§ **What to work on**
Lines from the top of the entries down to the line with "pub type Reshape" must be set down exactly as they stand, with both ends retained.

§ **Data extracted from a collection**
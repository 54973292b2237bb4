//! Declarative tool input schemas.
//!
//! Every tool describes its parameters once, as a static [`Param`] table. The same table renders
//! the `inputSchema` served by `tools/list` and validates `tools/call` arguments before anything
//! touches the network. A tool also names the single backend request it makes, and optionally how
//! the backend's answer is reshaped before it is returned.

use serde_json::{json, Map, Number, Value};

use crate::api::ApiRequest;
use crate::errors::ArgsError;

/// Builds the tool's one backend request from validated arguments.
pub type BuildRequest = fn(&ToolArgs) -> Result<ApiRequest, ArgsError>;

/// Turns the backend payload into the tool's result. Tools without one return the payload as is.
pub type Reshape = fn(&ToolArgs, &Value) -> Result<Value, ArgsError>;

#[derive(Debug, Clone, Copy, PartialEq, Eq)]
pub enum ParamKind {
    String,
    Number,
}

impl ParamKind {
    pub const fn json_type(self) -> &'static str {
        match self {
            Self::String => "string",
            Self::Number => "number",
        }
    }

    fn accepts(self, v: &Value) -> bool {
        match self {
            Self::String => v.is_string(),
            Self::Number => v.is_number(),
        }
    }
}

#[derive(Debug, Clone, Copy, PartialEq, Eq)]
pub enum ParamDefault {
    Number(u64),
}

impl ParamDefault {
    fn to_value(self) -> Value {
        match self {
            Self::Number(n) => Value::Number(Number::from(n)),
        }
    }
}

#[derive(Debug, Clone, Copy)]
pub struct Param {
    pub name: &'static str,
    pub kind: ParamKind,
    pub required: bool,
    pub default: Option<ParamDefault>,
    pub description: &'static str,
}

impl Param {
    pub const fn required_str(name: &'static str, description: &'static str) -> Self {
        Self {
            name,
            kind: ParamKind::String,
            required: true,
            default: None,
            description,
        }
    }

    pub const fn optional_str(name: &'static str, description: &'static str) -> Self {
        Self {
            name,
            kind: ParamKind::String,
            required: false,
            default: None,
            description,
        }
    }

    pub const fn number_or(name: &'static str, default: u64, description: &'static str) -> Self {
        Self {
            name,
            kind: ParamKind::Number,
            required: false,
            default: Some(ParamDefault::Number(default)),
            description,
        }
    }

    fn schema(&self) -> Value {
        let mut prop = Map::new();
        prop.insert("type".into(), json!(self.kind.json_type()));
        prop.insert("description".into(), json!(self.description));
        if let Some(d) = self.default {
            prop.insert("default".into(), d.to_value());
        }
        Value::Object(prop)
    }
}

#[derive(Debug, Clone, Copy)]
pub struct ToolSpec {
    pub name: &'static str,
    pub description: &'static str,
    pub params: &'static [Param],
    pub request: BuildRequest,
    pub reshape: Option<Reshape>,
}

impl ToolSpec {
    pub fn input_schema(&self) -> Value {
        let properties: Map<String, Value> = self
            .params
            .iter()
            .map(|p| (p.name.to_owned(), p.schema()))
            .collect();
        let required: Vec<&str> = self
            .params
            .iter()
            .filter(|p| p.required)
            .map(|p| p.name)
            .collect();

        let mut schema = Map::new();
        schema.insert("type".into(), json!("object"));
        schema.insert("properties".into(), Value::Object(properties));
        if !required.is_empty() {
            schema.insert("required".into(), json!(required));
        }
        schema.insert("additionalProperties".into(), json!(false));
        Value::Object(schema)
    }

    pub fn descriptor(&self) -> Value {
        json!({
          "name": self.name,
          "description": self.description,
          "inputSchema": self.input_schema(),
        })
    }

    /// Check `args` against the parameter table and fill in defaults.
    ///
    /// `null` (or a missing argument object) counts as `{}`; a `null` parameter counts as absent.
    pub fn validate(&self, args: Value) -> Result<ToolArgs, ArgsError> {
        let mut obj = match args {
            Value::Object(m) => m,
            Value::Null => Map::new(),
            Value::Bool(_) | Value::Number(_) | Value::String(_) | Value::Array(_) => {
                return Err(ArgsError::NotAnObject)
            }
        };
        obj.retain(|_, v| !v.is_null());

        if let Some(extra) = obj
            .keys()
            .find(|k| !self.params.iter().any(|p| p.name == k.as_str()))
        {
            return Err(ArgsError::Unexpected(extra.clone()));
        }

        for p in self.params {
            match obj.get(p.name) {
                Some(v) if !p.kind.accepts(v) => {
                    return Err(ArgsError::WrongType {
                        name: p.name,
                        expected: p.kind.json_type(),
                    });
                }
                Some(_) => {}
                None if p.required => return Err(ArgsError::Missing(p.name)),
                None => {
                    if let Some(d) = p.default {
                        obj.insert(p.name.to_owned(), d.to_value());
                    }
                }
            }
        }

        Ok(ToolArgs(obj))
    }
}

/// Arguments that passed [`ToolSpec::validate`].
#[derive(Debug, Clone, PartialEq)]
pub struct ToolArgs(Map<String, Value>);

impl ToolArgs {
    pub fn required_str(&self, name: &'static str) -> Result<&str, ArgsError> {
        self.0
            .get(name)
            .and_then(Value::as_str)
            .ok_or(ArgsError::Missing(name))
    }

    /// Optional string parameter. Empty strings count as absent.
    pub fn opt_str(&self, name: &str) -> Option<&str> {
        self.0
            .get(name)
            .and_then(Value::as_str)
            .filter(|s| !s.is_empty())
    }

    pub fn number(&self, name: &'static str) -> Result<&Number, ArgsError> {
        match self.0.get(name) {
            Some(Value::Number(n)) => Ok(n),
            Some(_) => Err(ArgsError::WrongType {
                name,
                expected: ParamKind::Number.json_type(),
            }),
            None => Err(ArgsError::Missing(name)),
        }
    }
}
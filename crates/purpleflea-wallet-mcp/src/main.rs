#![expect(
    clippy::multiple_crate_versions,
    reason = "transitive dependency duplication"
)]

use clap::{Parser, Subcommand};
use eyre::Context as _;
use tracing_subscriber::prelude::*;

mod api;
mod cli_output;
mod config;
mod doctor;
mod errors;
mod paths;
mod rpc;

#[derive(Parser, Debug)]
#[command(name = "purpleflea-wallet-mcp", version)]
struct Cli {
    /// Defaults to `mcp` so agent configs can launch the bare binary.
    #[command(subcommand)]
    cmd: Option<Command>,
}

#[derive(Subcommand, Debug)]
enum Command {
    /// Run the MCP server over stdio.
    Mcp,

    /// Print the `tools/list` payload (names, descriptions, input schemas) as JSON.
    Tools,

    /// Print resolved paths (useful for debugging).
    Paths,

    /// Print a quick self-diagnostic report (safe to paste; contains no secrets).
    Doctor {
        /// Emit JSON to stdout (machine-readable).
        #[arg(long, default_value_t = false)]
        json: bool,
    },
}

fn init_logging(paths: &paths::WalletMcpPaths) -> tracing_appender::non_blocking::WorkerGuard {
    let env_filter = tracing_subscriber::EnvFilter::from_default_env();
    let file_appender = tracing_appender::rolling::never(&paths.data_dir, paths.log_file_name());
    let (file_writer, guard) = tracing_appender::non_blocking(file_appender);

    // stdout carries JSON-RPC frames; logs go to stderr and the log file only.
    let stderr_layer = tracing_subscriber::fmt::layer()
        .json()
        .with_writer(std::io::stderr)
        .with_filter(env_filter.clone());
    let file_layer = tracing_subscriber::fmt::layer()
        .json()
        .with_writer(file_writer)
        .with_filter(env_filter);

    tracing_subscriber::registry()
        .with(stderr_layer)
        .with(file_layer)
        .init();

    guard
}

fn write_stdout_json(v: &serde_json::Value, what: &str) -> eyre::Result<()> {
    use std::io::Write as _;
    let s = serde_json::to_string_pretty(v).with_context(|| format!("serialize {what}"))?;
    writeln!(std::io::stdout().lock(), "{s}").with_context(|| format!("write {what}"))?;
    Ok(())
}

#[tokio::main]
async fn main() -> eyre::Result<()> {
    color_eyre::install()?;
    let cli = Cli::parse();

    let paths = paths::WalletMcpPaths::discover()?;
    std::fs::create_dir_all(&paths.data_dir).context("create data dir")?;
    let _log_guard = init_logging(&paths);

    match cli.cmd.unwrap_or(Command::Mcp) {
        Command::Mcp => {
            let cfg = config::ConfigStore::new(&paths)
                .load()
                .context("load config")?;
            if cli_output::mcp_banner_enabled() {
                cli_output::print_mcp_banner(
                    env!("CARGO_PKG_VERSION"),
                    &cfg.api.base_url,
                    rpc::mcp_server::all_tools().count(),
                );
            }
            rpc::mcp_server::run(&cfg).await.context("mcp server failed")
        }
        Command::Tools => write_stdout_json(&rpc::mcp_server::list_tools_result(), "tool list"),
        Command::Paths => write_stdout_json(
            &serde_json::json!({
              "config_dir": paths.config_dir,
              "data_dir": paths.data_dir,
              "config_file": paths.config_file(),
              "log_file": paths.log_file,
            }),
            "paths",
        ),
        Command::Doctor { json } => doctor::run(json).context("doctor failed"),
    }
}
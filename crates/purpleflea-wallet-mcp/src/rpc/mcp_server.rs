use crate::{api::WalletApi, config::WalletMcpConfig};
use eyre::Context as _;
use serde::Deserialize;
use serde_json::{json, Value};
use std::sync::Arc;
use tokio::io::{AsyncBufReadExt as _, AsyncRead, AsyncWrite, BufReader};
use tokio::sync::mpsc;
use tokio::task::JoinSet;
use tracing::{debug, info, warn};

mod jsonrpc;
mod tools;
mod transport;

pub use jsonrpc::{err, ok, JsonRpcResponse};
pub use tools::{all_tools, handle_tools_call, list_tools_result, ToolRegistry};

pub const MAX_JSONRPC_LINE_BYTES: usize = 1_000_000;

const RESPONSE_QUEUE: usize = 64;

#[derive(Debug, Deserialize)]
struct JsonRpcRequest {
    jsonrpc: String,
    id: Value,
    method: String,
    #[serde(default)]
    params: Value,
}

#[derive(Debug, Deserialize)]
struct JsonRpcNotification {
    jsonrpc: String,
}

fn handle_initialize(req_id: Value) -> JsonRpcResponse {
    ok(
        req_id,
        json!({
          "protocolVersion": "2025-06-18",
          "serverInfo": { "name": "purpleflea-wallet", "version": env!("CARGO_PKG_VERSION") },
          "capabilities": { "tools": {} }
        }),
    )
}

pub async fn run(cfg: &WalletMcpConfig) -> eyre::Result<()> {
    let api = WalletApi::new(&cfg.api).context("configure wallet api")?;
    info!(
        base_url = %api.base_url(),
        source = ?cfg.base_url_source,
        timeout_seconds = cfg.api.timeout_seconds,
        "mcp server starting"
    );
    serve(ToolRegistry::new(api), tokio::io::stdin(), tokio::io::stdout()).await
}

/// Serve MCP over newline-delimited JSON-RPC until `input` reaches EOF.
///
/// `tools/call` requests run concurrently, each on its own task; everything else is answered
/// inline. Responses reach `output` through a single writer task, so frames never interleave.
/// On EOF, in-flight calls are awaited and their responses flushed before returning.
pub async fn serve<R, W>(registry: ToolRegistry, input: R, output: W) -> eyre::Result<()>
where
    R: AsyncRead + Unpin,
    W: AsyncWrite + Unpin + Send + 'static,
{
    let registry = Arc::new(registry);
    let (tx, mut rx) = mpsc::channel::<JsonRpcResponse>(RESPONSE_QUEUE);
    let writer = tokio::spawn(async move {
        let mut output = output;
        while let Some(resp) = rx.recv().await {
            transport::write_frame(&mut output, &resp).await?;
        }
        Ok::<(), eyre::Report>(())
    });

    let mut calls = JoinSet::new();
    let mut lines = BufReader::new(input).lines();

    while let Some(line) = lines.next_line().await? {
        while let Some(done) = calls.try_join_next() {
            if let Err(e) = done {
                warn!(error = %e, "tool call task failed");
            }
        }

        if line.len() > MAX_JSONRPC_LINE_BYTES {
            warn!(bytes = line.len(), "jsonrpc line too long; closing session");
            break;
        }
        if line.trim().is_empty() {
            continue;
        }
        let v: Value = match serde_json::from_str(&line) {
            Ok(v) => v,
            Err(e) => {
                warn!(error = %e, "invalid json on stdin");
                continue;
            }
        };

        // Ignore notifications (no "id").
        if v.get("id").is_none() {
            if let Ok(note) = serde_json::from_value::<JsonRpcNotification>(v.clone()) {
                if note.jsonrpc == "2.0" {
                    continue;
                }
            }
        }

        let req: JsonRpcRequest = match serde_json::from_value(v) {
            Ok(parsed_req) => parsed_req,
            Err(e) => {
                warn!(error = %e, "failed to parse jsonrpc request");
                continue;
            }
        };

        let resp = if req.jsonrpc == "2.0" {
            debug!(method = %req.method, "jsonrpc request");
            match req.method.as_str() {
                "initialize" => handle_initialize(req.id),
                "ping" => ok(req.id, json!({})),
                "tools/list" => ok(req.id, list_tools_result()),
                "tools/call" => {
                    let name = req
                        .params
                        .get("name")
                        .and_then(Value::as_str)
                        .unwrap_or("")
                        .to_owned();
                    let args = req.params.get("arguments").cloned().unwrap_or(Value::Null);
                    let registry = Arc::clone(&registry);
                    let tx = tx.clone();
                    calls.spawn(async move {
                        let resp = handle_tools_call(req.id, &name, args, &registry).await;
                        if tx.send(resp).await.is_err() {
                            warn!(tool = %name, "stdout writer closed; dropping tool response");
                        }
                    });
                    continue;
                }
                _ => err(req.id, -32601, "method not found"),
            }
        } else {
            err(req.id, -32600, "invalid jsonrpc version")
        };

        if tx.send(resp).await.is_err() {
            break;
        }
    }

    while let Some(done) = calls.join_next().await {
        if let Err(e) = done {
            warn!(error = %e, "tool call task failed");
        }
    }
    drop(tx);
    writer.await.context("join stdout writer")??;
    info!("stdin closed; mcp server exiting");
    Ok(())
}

§ **Reply to the exercise**
repository 54973292b2237bb4
//! Declarative tool input schemas.
//!
//! Every tool describes its parameters once, as a static [`Param`] table. The same table renders
//! the `inputSchema` served by `tools/list` and validates `tools/call` arguments before anything
//! touches the network. A tool also names the single backend request it makes, and optionally how
//! the backend's answer is reshaped before it is returned.

use serde_json::{json, Map, Number, Value};

use crate::api::ApiRequest;
use crate::errors::ArgsError;

/// Builds the tool's one backend request from validated arguments.
pub type BuildRequest = fn(&ToolArgs) -> Result<ApiRequest, ArgsError>;

/// Turns the backend payload into the tool's result. Tools without one return the payload as is.
pub type Reshape = fn(&ToolArgs, &Value) -> Result<Value, ArgsError>;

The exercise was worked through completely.